Data extracts: Begin
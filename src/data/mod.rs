pub mod mvt;

pub use mvt::{decode_tile, GeometryType, VectorFeature, VectorLayer, VectorTileBuilder};
//! Colour table for vector tile features
//!
//! Styles are looked up by layer name, then by the feature's `class` property,
//! falling back to the layer default. Unknown layers are skipped.

use crate::prelude::HashMap;
use once_cell::sync::Lazy;

pub type Rgba = [u8; 4];

#[derive(Debug, Clone, Copy, PartialEq)]
pub struct LineStyle {
    pub color: Rgba,
    /// Stroke width in pixels of a 512 px raster
    pub width: f32,
}

/// How a feature is drawn
#[derive(Debug, Clone, Copy, PartialEq)]
pub enum FeatureStyle {
    Skip,
    /// Polygons use `fill`, lines use `line`; a missing entry skips that geometry
    Paint {
        fill: Option<Rgba>,
        line: Option<LineStyle>,
    },
}

impl FeatureStyle {
    const fn fill(color: Rgba) -> Self {
        Self::Paint {
            fill: Some(color),
            line: None,
        }
    }

    const fn line(color: Rgba, width: f32) -> Self {
        Self::Paint {
            fill: None,
            line: Some(LineStyle { color, width }),
        }
    }

    const fn both(fill: Rgba, line: Rgba, width: f32) -> Self {
        Self::Paint {
            fill: Some(fill),
            line: Some(LineStyle { color: line, width }),
        }
    }
}

struct LayerRules {
    /// Draw order; lower ranks are painted first
    rank: u8,
    default: FeatureStyle,
    classes: HashMap<&'static str, FeatureStyle>,
}

impl LayerRules {
    fn new(rank: u8, default: FeatureStyle, classes: &[(&'static str, FeatureStyle)]) -> Self {
        Self {
            rank,
            default,
            classes: classes.iter().copied().collect(),
        }
    }
}

const WATER: Rgba = [170, 211, 223, 255];
const ROAD: Rgba = [190, 190, 190, 255];
const MAJOR_ROAD: Rgba = [160, 160, 160, 255];
const AEROWAY: Rgba = [187, 187, 204, 255];

static LAYERS: Lazy<HashMap<&'static str, LayerRules>> = Lazy::new(|| {
    use FeatureStyle as S;

    let mut layers = HashMap::default();
    layers.insert(
        "landcover",
        LayerRules::new(
            0,
            S::Skip,
            &[
                ("grass", S::fill([205, 235, 176, 255])),
                ("wood", S::fill([173, 209, 158, 255])),
                ("forest", S::fill([173, 209, 158, 255])),
                ("farmland", S::fill([238, 240, 213, 255])),
                ("wetland", S::fill([200, 225, 205, 255])),
                ("sand", S::fill([245, 233, 198, 255])),
                ("rock", S::fill([220, 218, 210, 255])),
                ("ice", S::fill([242, 250, 255, 255])),
            ],
        ),
    );
    layers.insert(
        "landuse",
        LayerRules::new(
            0,
            S::Skip,
            &[
                ("residential", S::fill([224, 223, 223, 255])),
                ("commercial", S::fill([230, 226, 226, 255])),
                ("industrial", S::fill([215, 212, 210, 255])),
                ("railway", S::fill([220, 216, 214, 255])),
                ("cemetery", S::fill([170, 203, 175, 255])),
                ("pitch", S::fill([170, 224, 203, 255])),
                ("stadium", S::fill([170, 224, 203, 255])),
            ],
        ),
    );
    layers.insert("park", LayerRules::new(1, S::fill([200, 240, 196, 255]), &[]));
    layers.insert("water", LayerRules::new(2, S::fill(WATER), &[]));
    layers.insert(
        "waterway",
        LayerRules::new(
            2,
            S::line(WATER, 1.5),
            &[
                ("river", S::line(WATER, 3.0)),
                ("canal", S::line(WATER, 2.0)),
                ("ditch", S::Skip),
                ("drain", S::Skip),
            ],
        ),
    );
    layers.insert(
        "aeroway",
        LayerRules::new(
            3,
            S::both([223, 220, 230, 255], AEROWAY, 1.0),
            &[
                ("runway", S::both(AEROWAY, AEROWAY, 6.0)),
                ("taxiway", S::line(AEROWAY, 2.0)),
                ("heliport", S::Skip),
            ],
        ),
    );
    layers.insert("building", LayerRules::new(4, S::fill([217, 208, 201, 255]), &[]));
    layers.insert(
        "transportation",
        LayerRules::new(
            5,
            S::Skip,
            &[
                ("motorway", S::line(MAJOR_ROAD, 4.0)),
                ("trunk", S::line(MAJOR_ROAD, 3.5)),
                ("primary", S::line(MAJOR_ROAD, 3.0)),
                ("secondary", S::line(ROAD, 2.5)),
                ("tertiary", S::line(ROAD, 2.0)),
                ("minor", S::line(ROAD, 1.5)),
                ("service", S::line(ROAD, 1.0)),
                ("rail", S::line([150, 150, 150, 255], 1.0)),
                ("path", S::Skip),
                ("track", S::Skip),
            ],
        ),
    );
    layers
});

/// Style of a feature in `layer` with the given `class` property
pub fn style_for(layer: &str, class: Option<&str>) -> FeatureStyle {
    let Some(rules) = LAYERS.get(layer) else {
        return FeatureStyle::Skip;
    };
    class
        .and_then(|class| rules.classes.get(class).copied())
        .unwrap_or(rules.default)
}

/// Paint order of a layer, `None` for layers that are never drawn
pub fn layer_rank(layer: &str) -> Option<u8> {
    LAYERS.get(layer).map(|rules| rules.rank)
}

#[cfg(test)]
mod tests {
    use super::*;

    #[test]
    fn test_class_lookup_and_fallback() {
        assert_eq!(style_for("water", None), FeatureStyle::fill(WATER));
        assert_eq!(style_for("water", Some("lake")), FeatureStyle::fill(WATER));
        assert_eq!(
            style_for("transportation", Some("motorway")),
            FeatureStyle::line(MAJOR_ROAD, 4.0)
        );
        assert_eq!(style_for("transportation", Some("unknown")), FeatureStyle::Skip);
        assert_eq!(style_for("transportation", None), FeatureStyle::Skip);
    }

    #[test]
    fn test_explicit_skip() {
        assert_eq!(style_for("waterway", Some("ditch")), FeatureStyle::Skip);
        assert_eq!(style_for("landcover", None), FeatureStyle::Skip);
    }

    #[test]
    fn test_unknown_layer_skipped() {
        assert_eq!(style_for("poi", Some("restaurant")), FeatureStyle::Skip);
        assert_eq!(layer_rank("poi"), None);
    }

    #[test]
    fn test_draw_order() {
        let rank = |name| layer_rank(name).unwrap();
        assert!(rank("landcover") < rank("water"));
        assert!(rank("landuse") < rank("park"));
        assert!(rank("water") < rank("building"));
        assert!(rank("building") < rank("transportation"));
        assert!(rank("aeroway") < rank("transportation"));
    }
}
Data extracts: End
**Exercise requirements**
Look through the records and copy every line that has the word "default".

**Solution for this problem**
//! falling back to the layer default. Unknown layers are skipped.
    default: FeatureStyle,
    fn new(rank: u8, default: FeatureStyle, classes: &[(&'static str, FeatureStyle)]) -> Self {
            default,
    let mut layers = HashMap::default();
        .unwrap_or(rules.default)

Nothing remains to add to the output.